:: Extracted data ::
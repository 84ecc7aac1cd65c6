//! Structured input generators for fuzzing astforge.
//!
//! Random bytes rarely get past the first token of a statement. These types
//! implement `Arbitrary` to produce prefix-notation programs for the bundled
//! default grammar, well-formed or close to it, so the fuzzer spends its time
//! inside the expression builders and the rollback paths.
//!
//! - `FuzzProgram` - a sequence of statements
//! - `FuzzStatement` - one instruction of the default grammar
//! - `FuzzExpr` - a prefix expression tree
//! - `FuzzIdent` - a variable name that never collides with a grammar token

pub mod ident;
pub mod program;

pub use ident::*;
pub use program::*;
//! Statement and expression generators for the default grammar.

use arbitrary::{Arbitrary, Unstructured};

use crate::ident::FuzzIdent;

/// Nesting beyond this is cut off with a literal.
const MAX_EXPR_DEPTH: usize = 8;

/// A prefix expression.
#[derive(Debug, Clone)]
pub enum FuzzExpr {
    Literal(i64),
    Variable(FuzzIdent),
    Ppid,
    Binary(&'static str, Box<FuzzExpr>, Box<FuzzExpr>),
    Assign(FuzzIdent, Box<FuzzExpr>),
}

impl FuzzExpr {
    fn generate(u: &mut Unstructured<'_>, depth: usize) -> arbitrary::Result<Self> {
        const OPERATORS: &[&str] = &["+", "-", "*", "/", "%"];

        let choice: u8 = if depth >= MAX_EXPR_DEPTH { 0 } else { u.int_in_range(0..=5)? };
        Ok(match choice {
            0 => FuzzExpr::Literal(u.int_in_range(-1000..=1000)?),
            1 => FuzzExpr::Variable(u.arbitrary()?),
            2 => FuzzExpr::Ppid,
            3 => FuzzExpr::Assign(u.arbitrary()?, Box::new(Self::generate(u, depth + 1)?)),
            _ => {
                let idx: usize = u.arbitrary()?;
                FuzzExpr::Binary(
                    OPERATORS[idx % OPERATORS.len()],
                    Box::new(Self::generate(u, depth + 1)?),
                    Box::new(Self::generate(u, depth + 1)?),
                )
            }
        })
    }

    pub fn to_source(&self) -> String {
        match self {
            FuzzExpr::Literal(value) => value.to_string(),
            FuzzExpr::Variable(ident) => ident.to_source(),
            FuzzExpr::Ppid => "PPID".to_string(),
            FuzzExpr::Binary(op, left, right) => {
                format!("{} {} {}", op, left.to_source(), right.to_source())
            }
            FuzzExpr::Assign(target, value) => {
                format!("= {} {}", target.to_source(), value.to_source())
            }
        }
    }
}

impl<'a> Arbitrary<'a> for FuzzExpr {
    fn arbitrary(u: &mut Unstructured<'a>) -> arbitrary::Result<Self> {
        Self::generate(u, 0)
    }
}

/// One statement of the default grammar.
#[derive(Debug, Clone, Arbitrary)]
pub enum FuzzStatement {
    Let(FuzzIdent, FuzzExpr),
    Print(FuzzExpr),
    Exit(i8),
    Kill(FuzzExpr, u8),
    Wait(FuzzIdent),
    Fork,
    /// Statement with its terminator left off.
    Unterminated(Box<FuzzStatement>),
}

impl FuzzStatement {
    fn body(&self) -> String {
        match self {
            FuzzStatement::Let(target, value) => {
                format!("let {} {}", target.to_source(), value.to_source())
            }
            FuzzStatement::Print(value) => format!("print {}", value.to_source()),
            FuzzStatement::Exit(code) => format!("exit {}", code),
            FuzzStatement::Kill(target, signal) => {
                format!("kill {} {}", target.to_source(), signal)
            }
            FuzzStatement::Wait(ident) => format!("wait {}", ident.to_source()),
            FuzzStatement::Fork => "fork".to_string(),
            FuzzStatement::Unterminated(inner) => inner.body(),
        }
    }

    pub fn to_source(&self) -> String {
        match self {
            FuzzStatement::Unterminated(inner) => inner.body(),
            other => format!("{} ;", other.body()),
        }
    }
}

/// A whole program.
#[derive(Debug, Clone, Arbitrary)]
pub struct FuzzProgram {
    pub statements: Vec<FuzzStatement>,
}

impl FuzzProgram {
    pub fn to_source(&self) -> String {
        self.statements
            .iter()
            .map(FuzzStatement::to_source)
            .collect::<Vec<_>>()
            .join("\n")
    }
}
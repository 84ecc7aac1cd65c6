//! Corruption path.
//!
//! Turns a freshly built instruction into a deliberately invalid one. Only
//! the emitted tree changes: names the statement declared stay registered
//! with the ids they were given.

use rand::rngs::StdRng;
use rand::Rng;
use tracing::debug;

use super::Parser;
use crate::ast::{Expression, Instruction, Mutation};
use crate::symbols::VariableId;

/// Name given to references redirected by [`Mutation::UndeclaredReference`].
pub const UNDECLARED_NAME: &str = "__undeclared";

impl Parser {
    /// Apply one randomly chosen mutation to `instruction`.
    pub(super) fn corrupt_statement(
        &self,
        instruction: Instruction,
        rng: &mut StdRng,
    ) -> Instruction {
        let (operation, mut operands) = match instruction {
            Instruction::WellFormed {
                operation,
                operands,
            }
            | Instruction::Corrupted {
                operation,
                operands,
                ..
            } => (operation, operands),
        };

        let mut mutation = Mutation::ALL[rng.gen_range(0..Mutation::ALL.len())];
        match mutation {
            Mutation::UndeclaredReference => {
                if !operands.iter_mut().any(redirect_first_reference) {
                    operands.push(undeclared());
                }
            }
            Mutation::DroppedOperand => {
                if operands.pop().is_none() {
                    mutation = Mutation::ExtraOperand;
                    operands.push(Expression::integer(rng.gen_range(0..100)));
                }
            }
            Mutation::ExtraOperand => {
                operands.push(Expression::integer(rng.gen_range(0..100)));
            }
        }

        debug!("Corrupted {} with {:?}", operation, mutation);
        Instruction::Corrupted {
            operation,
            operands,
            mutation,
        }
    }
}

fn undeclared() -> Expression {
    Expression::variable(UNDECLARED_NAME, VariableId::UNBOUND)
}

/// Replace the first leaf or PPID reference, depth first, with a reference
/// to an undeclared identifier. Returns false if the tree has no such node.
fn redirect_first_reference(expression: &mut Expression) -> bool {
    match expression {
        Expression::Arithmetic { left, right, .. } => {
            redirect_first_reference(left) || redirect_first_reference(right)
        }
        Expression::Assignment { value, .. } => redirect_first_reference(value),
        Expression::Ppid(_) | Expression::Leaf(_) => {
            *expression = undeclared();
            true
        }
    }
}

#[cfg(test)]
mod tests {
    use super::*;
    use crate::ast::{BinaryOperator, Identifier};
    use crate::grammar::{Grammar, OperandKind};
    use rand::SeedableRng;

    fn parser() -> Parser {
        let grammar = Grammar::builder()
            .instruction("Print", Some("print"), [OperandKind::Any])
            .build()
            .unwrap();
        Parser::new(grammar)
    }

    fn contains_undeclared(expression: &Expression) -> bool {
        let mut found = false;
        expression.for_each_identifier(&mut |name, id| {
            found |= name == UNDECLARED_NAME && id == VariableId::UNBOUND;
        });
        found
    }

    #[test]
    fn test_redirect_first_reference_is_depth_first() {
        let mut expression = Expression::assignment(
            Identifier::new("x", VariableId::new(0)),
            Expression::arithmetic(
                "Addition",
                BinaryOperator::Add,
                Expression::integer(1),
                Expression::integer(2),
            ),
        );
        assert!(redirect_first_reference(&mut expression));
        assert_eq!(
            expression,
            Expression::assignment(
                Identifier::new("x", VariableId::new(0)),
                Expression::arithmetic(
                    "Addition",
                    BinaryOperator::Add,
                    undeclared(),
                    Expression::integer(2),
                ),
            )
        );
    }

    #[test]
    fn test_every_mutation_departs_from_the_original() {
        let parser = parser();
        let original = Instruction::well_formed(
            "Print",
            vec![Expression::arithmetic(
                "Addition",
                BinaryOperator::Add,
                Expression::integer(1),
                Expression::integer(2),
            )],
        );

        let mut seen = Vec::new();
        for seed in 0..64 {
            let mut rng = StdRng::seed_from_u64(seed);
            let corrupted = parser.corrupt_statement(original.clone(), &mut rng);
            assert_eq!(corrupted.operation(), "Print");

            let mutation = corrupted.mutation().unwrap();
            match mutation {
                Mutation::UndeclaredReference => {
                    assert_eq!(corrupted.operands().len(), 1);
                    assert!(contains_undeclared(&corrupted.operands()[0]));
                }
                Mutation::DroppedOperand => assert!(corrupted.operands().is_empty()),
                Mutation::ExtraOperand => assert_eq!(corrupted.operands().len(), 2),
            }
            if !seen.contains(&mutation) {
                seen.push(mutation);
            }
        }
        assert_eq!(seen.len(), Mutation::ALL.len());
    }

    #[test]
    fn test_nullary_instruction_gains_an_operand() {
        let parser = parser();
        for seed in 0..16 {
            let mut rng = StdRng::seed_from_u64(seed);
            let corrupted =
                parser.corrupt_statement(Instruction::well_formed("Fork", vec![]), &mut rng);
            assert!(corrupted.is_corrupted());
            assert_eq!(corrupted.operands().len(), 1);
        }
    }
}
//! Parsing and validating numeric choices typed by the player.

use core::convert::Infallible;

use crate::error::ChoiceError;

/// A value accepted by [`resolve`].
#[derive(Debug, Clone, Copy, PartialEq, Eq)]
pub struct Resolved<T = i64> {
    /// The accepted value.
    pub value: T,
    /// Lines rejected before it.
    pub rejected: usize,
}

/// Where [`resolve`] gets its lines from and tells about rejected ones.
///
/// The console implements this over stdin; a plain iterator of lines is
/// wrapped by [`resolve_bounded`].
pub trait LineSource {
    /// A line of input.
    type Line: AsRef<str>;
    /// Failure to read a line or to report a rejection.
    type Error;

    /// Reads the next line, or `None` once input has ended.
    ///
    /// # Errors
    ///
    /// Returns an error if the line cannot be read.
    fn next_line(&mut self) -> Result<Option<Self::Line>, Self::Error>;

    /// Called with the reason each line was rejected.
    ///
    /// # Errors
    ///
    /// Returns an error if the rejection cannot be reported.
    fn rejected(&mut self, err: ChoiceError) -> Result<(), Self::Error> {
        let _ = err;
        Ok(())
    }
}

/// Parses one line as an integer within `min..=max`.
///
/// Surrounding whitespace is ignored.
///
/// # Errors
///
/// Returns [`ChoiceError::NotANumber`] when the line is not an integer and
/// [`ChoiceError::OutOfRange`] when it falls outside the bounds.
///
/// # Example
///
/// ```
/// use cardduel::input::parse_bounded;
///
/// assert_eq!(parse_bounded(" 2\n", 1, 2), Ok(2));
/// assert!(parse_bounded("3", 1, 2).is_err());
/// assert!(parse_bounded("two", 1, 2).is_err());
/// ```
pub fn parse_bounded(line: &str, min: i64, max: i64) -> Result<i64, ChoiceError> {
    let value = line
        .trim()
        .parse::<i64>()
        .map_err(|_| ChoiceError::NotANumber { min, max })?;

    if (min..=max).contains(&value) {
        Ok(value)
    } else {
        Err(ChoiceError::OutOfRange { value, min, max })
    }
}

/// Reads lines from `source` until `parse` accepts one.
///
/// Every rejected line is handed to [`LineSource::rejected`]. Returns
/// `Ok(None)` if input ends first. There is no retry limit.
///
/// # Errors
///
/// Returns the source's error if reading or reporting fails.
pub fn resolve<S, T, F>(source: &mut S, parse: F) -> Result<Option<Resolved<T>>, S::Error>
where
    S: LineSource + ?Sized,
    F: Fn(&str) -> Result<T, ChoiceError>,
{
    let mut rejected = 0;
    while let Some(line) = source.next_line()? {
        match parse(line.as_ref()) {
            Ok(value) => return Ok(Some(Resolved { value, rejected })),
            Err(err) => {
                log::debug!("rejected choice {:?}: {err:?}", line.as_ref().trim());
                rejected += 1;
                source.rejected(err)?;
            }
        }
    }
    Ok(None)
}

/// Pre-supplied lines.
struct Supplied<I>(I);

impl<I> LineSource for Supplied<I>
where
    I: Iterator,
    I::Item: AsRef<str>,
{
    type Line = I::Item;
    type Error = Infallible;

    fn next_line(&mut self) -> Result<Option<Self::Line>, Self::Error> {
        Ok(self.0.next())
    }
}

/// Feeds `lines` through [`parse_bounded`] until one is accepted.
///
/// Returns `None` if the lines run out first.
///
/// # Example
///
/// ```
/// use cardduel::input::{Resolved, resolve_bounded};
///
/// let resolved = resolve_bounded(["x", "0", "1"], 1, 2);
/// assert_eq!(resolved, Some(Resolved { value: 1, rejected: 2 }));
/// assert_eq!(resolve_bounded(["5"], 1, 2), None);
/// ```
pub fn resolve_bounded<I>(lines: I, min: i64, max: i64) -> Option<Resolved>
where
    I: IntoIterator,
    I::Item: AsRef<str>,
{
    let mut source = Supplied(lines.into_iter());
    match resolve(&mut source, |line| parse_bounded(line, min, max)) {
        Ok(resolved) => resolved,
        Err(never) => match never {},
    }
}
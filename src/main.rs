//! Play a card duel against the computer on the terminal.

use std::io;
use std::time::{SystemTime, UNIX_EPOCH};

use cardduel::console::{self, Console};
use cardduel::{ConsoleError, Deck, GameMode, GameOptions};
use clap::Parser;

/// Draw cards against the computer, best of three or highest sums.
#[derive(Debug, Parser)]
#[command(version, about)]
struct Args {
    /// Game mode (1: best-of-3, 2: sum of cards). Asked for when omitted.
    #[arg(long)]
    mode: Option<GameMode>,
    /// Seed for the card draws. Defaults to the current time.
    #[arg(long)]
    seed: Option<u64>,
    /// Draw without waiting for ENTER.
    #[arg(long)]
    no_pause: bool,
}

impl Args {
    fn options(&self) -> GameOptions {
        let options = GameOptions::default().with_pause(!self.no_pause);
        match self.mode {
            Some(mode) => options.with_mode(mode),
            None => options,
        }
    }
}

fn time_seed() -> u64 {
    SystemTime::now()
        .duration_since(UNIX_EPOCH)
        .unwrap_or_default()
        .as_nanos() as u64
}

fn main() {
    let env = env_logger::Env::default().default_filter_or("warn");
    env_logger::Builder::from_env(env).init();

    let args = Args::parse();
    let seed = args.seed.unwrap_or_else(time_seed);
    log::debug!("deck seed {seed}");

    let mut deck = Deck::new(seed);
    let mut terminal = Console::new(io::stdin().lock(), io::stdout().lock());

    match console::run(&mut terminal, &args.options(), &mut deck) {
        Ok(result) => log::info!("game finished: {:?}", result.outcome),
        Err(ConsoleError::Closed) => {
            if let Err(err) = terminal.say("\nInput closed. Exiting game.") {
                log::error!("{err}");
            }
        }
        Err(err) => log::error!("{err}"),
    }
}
:::
[What is being asked]:
Show the lines of the data that hold the word "GameOptions".

[Written solution]:
use cardduel::{ConsoleError, Deck, GameMode, GameOptions};
    fn options(&self) -> GameOptions {
        let options = GameOptions::default().with_pause(!self.no_pause);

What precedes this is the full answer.